More information about the board of directors

More information about the board of directors

In writing this report, the Chairman referred to the Middlenext corporate governance code. All Board members are aware of the vigilance points appearing in this code, which was updated in 2021.

The Rules of Procedure of the Board of Directors and of the conclave are available on the Group's website.

To date, conclave is the process used to designate a person able to immediately replace the chairman & CEO.

From the outset, towards the end of the 1960s, the five founders (G. Vincent, J. Borde, H. Fournier, M. de Sereys and G. Boreil) decided that their children would not have positions of responsibility within the company. The Group was founded in 1986 with a view to a listing on the Stock Exchange in 1987 on Lyon’s second market.

The main objectives going public were to:

✣ ensure the durability and development of the Group’s companies,
✣ facilitate the liquidity of the founders’ equity for the present and moving forward,
✣ satisfy and incentivize a large number of outside shareholders to allow a suitable degree of independence to the minority executive directors.

Today, according to Euronext, our float represents 65% of the Group’s capital. ExCom members own 5.9% of the Group’s capital. Excepting unusual circumstances, we expect that this share will continue to fall with the departure of the old guard and the arrival of younger CEOs.

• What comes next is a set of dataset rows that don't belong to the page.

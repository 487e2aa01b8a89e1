//! Configuration du rendu et de la découverte des fichiers

use serde::{Deserialize, Serialize};
use std::path::Path;

use anyhow::{Context, Result};

/// Configuration principale
///
/// Tous les champs sont optionnels dans le JSON.
#[derive(Debug, Clone, PartialEq, Deserialize, Serialize)]
#[serde(default)]
pub struct Config {
    /// Épaisseur de la ligne de trace
    pub line_width: u32,

    /// Échelle des icônes de décollage/atterrissage
    pub icon_scale: f64,

    /// Opacité de la trace (255 = opaque)
    pub alpha: u8,

    /// Extension des tracklogs (sans point, insensible à la casse)
    pub igc_extension: String,

    /// Extension des archives à fusionner
    pub kmz_extension: String,
}

impl Default for Config {
    fn default() -> Self {
        Self {
            line_width: 3,
            icon_scale: 1.0,
            alpha: 255,
            igc_extension: "igc".to_string(),
            kmz_extension: "kmz".to_string(),
        }
    }
}

impl Config {
    /// Charge une configuration depuis un fichier
    pub fn load(path: &Path) -> Result<Self> {
        let content = std::fs::read_to_string(path)
            .context(format!("Failed to read config file: {}", path.display()))?;

        serde_json::from_str(&content).context("Failed to parse config JSON")
    }
}

#[cfg(test)]
mod tests {
    use super::*;

    #[test]
    fn test_defaults() {
        let config = Config::default();
        assert_eq!(config.line_width, 3);
        assert_eq!(config.icon_scale, 1.0);
        assert_eq!(config.alpha, 255);
        assert_eq!(config.igc_extension, "igc");
        assert_eq!(config.kmz_extension, "kmz");
    }

    #[test]
    fn test_partial_json_uses_defaults() {
        let config: Config = serde_json::from_str(r#"{"line_width": 5, "alpha": 128}"#).unwrap();
        assert_eq!(config.line_width, 5);
        assert_eq!(config.alpha, 128);
        assert_eq!(config.icon_scale, 1.0);
        assert_eq!(config.igc_extension, "igc");
    }

    #[test]
    fn test_load_from_file() {
        let dir = tempfile::tempdir().unwrap();
        let path = dir.path().join("igc2kmz.json");
        std::fs::write(&path, r#"{"icon_scale": 1.5}"#).unwrap();

        let config = Config::load(&path).unwrap();
        assert_eq!(config.icon_scale, 1.5);
        assert_eq!(config.line_width, 3);
    }

    #[test]
    fn test_load_missing_file() {
        let err = Config::load(Path::new("missing.json")).unwrap_err();
        assert!(err.to_string().contains("missing.json"));
    }

    #[test]
    fn test_load_invalid_json() {
        let dir = tempfile::tempdir().unwrap();
        let path = dir.path().join("bad.json");
        std::fs::write(&path, r#"{"alpha": 300}"#).unwrap();

        assert!(Config::load(&path).is_err());
    }
}
//! Sérialisation de l'arbre KML avec quick-xml

use std::borrow::Cow;

use quick_xml::events::{BytesEnd, BytesStart, BytesText, Event};
use quick_xml::Writer;

use super::{split_qualified_name, Element, Node, XML_NS};
use crate::ConvertError;

/// Préfixes usuels des extensions KML
const KNOWN_PREFIXES: &[(&str, &str)] = &[
    ("http://www.google.com/kml/ext/2.2", "gx"),
    ("http://www.w3.org/2005/Atom", "atom"),
];

/// Liaisons (uri, préfixe) visibles depuis un élément
type Bindings = [(String, String)];

/// Sérialise l'arbre en XML indenté, sans déclaration
///
/// L'espace de noms par défaut (`xmlns`) n'est déclaré que lorsqu'il
/// change par rapport au parent. Les attributs `{uri}nom` reçoivent un
/// préfixe déclaré sur le premier élément qui l'utilise.
pub fn to_string(root: &Element) -> Result<String, ConvertError> {
    let mut writer = Writer::new_with_indent(Vec::new(), b' ', 2);
    let mut generated = 0;
    write_element(&mut writer, root, None, &[], &mut generated)?;

    let bytes = writer.into_inner();
    Ok(String::from_utf8_lossy(&bytes).into_owned())
}

fn write_element(
    writer: &mut Writer<Vec<u8>>,
    element: &Element,
    inherited: Option<&str>,
    bindings: &Bindings,
    generated: &mut usize,
) -> Result<(), ConvertError> {
    let namespace = element.namespace.as_deref();

    let mut declared: Vec<(String, String)> = Vec::new();
    let mut attributes = Vec::with_capacity(element.attributes.len());
    for (key, value) in &element.attributes {
        let name = match split_qualified_name(key) {
            None => key.clone(),
            Some((uri, local)) if uri == XML_NS => format!("xml:{}", local),
            Some((uri, local)) => {
                let prefix = match lookup_prefix(bindings, &declared, uri) {
                    Some(prefix) => prefix.to_string(),
                    None => {
                        let prefix = new_prefix(bindings, &declared, uri, generated);
                        declared.push((uri.to_string(), prefix.clone()));
                        prefix
                    }
                };
                format!("{}:{}", prefix, local)
            }
        };
        attributes.push((name, value.as_str()));
    }

    let mut start = BytesStart::new(element.name.as_str());
    if namespace != inherited {
        start.push_attribute(("xmlns", namespace.unwrap_or("")));
    }
    for (uri, prefix) in &declared {
        let key = format!("xmlns:{}", prefix);
        start.push_attribute((key.as_str(), uri.as_str()));
    }
    for (name, value) in &attributes {
        start.push_attribute((name.as_str(), *value));
    }

    if element.children.is_empty() {
        writer.write_event(Event::Empty(start))?;
        return Ok(());
    }

    let scope: Cow<'_, Bindings> = if declared.is_empty() {
        Cow::Borrowed(bindings)
    } else {
        Cow::Owned(bindings.iter().cloned().chain(declared).collect())
    };

    writer.write_event(Event::Start(start))?;
    for child in &element.children {
        match child {
            Node::Element(child) => write_element(writer, child, namespace, &scope, generated)?,
            Node::Text(text) => writer.write_event(Event::Text(BytesText::new(text)))?,
        }
    }
    writer.write_event(Event::End(BytesEnd::new(element.name.as_str())))?;

    Ok(())
}

/// Préfixe lié à `uri` dans la portée courante, le plus proche d'abord
fn lookup_prefix<'a>(
    bindings: &'a Bindings,
    declared: &'a Bindings,
    uri: &str,
) -> Option<&'a str> {
    bindings
        .iter()
        .chain(declared)
        .rev()
        .find(|(bound, prefix)| bound == uri && !is_shadowed(bindings, declared, bound, prefix))
        .map(|(_, prefix)| prefix.as_str())
}

/// Vrai si `prefix` a été relié plus bas à un autre espace de noms
fn is_shadowed(bindings: &Bindings, declared: &Bindings, uri: &str, prefix: &str) -> bool {
    bindings
        .iter()
        .chain(declared)
        .rev()
        .find(|(_, bound)| bound == prefix)
        .is_some_and(|(bound, _)| bound != uri)
}

/// Préfixe usuel s'il est libre, sinon `nsN`
fn new_prefix(
    bindings: &Bindings,
    declared: &Bindings,
    uri: &str,
    generated: &mut usize,
) -> String {
    let in_use = |candidate: &str| {
        bindings
            .iter()
            .chain(declared)
            .any(|(_, prefix)| prefix == candidate)
    };

    if let Some(&(_, known)) = KNOWN_PREFIXES.iter().find(|(known_uri, _)| *known_uri == uri) {
        if !in_use(known) {
            return known.to_string();
        }
    }

    loop {
        let candidate = format!("ns{}", generated);
        *generated += 1;
        if !in_use(&candidate) {
            return candidate;
        }
    }
}
//! Décodage ligne à ligne des fichiers IGC

pub mod fix;
pub mod header;

use tracing::trace;

use crate::types::{Fix, Track};
use crate::IgcError;

pub use header::Header;

/// Enregistrement IGC exploitable
#[derive(Debug, Clone, PartialEq)]
pub enum Record {
    /// Ligne H (pilote et/ou date)
    Header(Header),
    /// Ligne B valide
    Fix(Fix),
}

/// Décode une ligne IGC
///
/// Les lignes autres que H et B, ainsi que les fix marqués invalides,
/// donnent `Ok(None)`. Une ligne B illisible donne `MalformedRecord`.
pub fn decode_line(line: &str) -> Result<Option<Record>, IgcError> {
    let line = line.trim();

    match line.as_bytes().first() {
        Some(b'H') => Ok(Some(Record::Header(header::parse(line)))),
        Some(b'B') => Ok(fix::parse(line)?.map(Record::Fix)),
        _ => Ok(None),
    }
}

/// Accumule les enregistrements d'un fichier en une `Track`
#[derive(Debug, Default)]
pub struct TrackBuilder {
    track: Track,
    skipped: usize,
}

impl TrackBuilder {
    pub fn new() -> Self {
        Self::default()
    }

    /// Décode une ligne et met à jour la trace en cours
    pub fn push_line(&mut self, line: &str) {
        match decode_line(line) {
            Ok(Some(Record::Header(header))) => {
                if header.pilot.is_some() {
                    self.track.pilot = header.pilot;
                }
                if header.date.is_some() {
                    self.track.date = header.date;
                }
            }
            Ok(Some(Record::Fix(fix))) => self.track.fixes.push(fix),
            Ok(None) => {}
            Err(e) => {
                self.skipped += 1;
                trace!(error = %e, "Skipping record");
            }
        }
    }

    /// Nombre de points décodés jusqu'ici
    pub fn fix_count(&self) -> usize {
        self.track.fixes.len()
    }

    /// Nombre de lignes rejetées
    pub fn skipped(&self) -> usize {
        self.skipped
    }

    /// Termine la trace; échoue si aucun point n'a été décodé
    pub fn finish(self) -> Result<Track, IgcError> {
        if self.track.fixes.is_empty() {
            return Err(IgcError::NoValidFixes);
        }
        Ok(self.track)
    }
}

#[cfg(test)]
mod tests {
    use super::*;
    use chrono::NaiveDate;

    #[test]
    fn test_decode_ignores_other_records() {
        assert_eq!(decode_line("AXXXABC").unwrap(), None);
        assert_eq!(decode_line("I013638FXA").unwrap(), None);
        assert_eq!(decode_line("").unwrap(), None);
    }

    #[test]
    fn test_decode_trims_whitespace() {
        let record = decode_line("  B1200004500000N00700000EA0012000340\r").unwrap();
        assert!(matches!(record, Some(Record::Fix(f)) if f.altitude == 340));
    }

    #[test]
    fn test_builder_keeps_latest_non_null_metadata() {
        let mut builder = TrackBuilder::new();
        builder.push_line("HFPLTPILOTINCHARGE:Alice");
        builder.push_line("HFDTE150724");
        builder.push_line("HFPLTPILOTINCHARGE:");
        builder.push_line("HFDTE991399");
        builder.push_line("B1200004500000N00700000EA0012000340");

        let track = builder.finish().unwrap();
        assert_eq!(track.pilot.as_deref(), Some("Alice"));
        assert_eq!(track.date, NaiveDate::from_ymd_opt(2024, 7, 15));
    }

    #[test]
    fn test_builder_skips_malformed_lines() {
        let mut builder = TrackBuilder::new();
        builder.push_line("B1200004500000N00700000EA0012000340");
        builder.push_line("B12000045");
        builder.push_line("B1200004500000N00700000EV0012000340");
        builder.push_line("B1200004500060N00700060EA0012000350");

        assert_eq!(builder.fix_count(), 2);
        assert_eq!(builder.skipped(), 1);

        let track = builder.finish().unwrap();
        assert_eq!(track.fixes[0].altitude, 340);
        assert_eq!(track.fixes[1].altitude, 350);
    }

    #[test]
    fn test_builder_empty_track_fails() {
        let mut builder = TrackBuilder::new();
        builder.push_line("HFPLTPILOTINCHARGE:Alice");
        builder.push_line("B1200004500000N00700000EV0012000340");

        assert!(matches!(builder.finish(), Err(IgcError::NoValidFixes)));
    }
}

Employees own 4.2% of the capital directly and via the Thermador Groupe FCPE (mutual fund), investors 48.6%, and individual shareholders 41.1%.

This distribution of capital and the rapid development of our professions encouraged us to change our Board of Directors in 2016 and 2017.

The Board members who arrived during the period under review have been chosen for their personalities (straightforward, not self-serving, committed) and for their knowledge of the distribution, e-commerce, social media, innovation catalysts and decision processes in institutional and individual investment fields. Their diversity of ages, origins and careers guarantee greater openness and protect us from the dangers of one-track thinking on the Board of Directors. Amongst the 12 Board members, 5 are women and 5 are independent.

Seats on the Board are distributed as follows:

✣ One Board member, Chairman and CEO of Thermador Groupe.
✣ A director and Deputy CEO of Thermador Groupe, potential successor to the chairman & CEO in the event of accident or sudden unavailability.
✣ Lead Director whose role is defined in the internal regulations.
✣ One Board member not free of interest, put forward by our biggest shareholder and representing institutional investors more generally.
✣ Two Board members not free of interest, operational managers of two of the Group’s trading subsidiaries.
✣ One board member (woman) not free of interests representing the employees.
✣ One board member not free of interests representing the employees.
✣ Two independent directors and one independent director.
✣ One independent Board member (woman) representing individual shareholders.

The Secretary of the Board is not a director. This position is held by the Deputy CEO in charge of Finance and Organisation and Deputy CEO of Thermador Groupe.

This balance will give all shareholders the assurance of permanent surveillance of orientations and strategic decisions proposed by the operational managers and the proper functioning of the Board of Directors.

The appointment of a Lead Director in 2023 will provide a simple and effective counterweight to the chairman & CEO. The Lead Director will steer the Board's self-assessment, participate in the drafting of agendas, be able to request that a Board meeting be called, and be free to discuss governance issues with shareholders.

So as to maintain permanent contact with the reality of business on the ground, Board members will be involved in the ‘Objectives, Strategies, Projects and Challenges’ day in February, during which the subsidiary CEOs outline their vision for the year ahead. Each month, they receive reports written by each subsidiary CEO and can question the management of the Group on their content. For the same reason, we organise direct meetings between Board members and members of the Executive Committee, concurrent with Board meetings.